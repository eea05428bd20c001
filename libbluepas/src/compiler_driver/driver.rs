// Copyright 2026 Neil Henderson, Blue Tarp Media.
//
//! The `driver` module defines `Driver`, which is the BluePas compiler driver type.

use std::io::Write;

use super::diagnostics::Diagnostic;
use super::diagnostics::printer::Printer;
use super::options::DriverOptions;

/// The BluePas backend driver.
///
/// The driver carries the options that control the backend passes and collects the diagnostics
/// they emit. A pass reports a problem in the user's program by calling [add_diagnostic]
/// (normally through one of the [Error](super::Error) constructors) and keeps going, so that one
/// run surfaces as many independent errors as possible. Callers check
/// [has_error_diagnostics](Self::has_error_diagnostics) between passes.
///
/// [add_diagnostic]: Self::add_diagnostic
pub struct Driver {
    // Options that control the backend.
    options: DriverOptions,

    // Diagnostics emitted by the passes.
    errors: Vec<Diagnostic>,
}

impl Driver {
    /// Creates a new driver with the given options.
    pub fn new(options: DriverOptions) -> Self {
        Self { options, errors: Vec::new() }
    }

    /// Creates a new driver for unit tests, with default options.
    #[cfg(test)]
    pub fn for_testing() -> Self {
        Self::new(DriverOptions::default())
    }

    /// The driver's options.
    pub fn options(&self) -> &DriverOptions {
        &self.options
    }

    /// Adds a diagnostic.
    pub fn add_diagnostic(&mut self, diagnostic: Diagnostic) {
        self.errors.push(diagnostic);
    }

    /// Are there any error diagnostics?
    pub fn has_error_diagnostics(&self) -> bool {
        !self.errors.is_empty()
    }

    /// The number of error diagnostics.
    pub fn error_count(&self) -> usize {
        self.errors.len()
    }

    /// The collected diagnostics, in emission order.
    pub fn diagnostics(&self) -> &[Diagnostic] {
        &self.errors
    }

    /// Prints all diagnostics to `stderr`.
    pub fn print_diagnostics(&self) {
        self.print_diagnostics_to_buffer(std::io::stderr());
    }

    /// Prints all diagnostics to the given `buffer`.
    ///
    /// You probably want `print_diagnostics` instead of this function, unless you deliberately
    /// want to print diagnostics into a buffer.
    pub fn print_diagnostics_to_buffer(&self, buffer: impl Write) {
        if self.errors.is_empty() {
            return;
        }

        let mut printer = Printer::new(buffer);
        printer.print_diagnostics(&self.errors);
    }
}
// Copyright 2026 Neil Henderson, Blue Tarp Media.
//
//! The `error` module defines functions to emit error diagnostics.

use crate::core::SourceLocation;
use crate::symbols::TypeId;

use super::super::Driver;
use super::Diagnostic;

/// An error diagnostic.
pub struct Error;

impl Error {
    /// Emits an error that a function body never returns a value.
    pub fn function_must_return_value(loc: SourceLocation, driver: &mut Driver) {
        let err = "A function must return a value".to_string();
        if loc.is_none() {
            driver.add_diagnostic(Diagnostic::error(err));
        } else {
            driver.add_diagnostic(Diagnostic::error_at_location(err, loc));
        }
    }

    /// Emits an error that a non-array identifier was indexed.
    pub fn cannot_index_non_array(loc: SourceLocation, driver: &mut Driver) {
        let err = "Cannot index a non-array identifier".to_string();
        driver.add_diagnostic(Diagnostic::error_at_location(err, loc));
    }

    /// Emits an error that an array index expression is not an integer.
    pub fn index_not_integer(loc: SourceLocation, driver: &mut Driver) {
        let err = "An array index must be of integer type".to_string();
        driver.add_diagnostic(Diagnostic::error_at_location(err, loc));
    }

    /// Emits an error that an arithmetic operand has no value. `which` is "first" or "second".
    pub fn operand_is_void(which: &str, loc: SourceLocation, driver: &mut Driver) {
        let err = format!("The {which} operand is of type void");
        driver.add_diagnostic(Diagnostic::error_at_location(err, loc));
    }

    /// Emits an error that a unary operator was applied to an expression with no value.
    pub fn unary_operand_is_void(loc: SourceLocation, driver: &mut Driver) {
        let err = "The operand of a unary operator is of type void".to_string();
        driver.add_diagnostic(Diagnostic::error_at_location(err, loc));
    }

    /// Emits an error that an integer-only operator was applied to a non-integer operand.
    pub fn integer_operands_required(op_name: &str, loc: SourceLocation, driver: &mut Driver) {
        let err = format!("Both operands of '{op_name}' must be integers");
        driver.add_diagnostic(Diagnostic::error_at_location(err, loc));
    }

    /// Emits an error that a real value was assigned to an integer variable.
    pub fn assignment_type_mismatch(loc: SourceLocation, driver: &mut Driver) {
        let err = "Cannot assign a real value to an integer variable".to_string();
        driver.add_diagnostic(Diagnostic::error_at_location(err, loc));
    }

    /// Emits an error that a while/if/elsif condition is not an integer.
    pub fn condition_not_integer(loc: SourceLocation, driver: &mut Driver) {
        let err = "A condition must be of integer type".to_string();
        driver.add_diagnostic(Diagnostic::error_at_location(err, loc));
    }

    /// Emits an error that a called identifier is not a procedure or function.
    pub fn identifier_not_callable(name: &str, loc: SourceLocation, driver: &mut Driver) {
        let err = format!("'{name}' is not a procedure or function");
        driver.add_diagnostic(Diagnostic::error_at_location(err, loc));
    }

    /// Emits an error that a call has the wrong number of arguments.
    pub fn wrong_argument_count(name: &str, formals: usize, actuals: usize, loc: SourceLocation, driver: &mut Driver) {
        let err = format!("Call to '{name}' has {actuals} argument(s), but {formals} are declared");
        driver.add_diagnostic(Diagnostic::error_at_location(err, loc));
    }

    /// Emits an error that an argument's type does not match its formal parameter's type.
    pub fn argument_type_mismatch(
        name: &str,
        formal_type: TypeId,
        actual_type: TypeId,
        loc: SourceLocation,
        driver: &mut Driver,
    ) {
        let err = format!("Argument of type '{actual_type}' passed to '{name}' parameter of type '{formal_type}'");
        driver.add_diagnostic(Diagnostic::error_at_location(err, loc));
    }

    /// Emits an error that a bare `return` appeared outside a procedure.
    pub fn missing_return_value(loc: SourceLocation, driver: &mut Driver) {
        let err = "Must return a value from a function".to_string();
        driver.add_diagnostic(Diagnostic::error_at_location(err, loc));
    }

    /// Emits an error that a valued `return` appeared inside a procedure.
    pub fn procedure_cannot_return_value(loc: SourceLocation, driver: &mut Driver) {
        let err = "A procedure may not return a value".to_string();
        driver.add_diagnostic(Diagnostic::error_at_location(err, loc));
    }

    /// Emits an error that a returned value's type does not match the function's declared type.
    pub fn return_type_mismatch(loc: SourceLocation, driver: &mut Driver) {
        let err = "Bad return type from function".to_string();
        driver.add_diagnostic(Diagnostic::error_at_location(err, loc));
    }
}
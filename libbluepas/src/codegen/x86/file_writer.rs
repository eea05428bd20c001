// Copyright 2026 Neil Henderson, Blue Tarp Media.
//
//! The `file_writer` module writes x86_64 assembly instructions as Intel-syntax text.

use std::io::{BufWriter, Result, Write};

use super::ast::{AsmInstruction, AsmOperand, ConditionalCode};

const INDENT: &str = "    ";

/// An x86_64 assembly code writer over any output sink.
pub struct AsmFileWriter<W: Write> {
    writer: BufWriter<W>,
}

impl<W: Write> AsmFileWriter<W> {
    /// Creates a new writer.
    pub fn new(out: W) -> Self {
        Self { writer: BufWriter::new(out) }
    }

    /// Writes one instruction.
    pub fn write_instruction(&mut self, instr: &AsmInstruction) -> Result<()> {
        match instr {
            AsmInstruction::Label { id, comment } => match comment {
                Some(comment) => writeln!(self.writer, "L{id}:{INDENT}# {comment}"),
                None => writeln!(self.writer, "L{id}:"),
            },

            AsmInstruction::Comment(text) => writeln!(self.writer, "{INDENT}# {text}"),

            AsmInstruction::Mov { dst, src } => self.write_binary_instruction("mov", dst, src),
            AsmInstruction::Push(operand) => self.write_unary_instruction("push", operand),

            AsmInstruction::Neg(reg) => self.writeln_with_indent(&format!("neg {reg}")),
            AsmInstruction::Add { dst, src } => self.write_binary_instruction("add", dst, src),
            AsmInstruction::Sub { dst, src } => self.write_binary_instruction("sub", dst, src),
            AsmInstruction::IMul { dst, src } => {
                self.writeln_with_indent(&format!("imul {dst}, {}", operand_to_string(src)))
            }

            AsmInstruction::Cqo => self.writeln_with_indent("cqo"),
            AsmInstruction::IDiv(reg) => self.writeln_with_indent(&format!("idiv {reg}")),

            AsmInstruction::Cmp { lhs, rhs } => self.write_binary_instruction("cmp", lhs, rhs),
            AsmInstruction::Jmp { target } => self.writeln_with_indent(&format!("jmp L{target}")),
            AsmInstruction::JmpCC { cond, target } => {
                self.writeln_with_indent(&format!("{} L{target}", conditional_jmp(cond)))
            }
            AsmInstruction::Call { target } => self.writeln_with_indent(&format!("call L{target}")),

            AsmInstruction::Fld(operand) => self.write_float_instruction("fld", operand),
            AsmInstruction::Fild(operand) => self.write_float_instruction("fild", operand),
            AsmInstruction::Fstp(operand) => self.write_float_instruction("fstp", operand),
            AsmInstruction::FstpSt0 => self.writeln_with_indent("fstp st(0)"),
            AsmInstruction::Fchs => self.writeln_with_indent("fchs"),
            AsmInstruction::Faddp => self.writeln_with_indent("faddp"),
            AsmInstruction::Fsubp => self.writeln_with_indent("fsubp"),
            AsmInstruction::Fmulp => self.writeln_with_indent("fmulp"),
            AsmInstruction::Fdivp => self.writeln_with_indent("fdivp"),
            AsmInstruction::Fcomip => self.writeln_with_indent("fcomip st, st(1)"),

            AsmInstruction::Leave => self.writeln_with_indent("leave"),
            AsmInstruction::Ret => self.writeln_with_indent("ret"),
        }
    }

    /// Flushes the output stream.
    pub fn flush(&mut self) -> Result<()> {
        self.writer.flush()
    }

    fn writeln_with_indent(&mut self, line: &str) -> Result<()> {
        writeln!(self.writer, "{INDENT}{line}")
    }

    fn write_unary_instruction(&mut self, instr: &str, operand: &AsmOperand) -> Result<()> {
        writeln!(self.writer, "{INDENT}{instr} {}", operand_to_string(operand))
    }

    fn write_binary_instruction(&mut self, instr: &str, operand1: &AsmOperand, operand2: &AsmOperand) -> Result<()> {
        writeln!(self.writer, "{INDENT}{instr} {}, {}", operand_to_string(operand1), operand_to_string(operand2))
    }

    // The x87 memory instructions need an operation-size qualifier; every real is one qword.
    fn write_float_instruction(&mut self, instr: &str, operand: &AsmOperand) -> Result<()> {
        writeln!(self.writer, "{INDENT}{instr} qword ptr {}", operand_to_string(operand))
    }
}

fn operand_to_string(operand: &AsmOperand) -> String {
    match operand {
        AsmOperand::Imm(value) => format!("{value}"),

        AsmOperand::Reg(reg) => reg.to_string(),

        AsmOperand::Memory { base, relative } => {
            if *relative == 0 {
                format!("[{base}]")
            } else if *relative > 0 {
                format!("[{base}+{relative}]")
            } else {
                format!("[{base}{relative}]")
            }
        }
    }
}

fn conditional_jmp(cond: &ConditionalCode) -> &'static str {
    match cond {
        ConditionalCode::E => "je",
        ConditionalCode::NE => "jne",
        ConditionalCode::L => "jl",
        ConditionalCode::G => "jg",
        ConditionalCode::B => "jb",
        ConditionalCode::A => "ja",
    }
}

§ **PROBLEM DETAILS**:
Set down each line exactly as it appears, starting at the top of the data and ending at the line containing "pub fn add_diagnostic(&mut", and include no other lines.

§ **EXERCISE OUTPUT**:
repository eea05428bd20c001
filename libbluepas/src/compiler_driver/driver.rs
// Copyright 2026 Neil Henderson, Blue Tarp Media.
//
//! The `driver` module defines `Driver`, which is the BluePas compiler driver type.

use std::io::Write;

use super::diagnostics::Diagnostic;
use super::diagnostics::printer::Printer;
use super::options::DriverOptions;

/// The BluePas backend driver.
///
/// The driver carries the options that control the backend passes and collects the diagnostics
/// they emit. A pass reports a problem in the user's program by calling [add_diagnostic]
/// (normally through one of the [Error](super::Error) constructors) and keeps going, so that one
/// run surfaces as many independent errors as possible. Callers check
/// [has_error_diagnostics](Self::has_error_diagnostics) between passes.
///
/// [add_diagnostic]: Self::add_diagnostic
pub struct Driver {
    // Options that control the backend.
    options: DriverOptions,

    // Diagnostics emitted by the passes.
    errors: Vec<Diagnostic>,
}

impl Driver {
    /// Creates a new driver with the given options.
    pub fn new(options: DriverOptions) -> Self {
        Self { options, errors: Vec::new() }
    }

    /// Creates a new driver for unit tests, with default options.
    #[cfg(test)]
    pub fn for_testing() -> Self {
        Self::new(DriverOptions::default())
    }

    /// The driver's options.
    pub fn options(&self) -> &DriverOptions {
        &self.options
    }

    /// Adds a diagnostic.
    pub fn add_diagnostic(&mut self, diagnostic: Diagnostic) {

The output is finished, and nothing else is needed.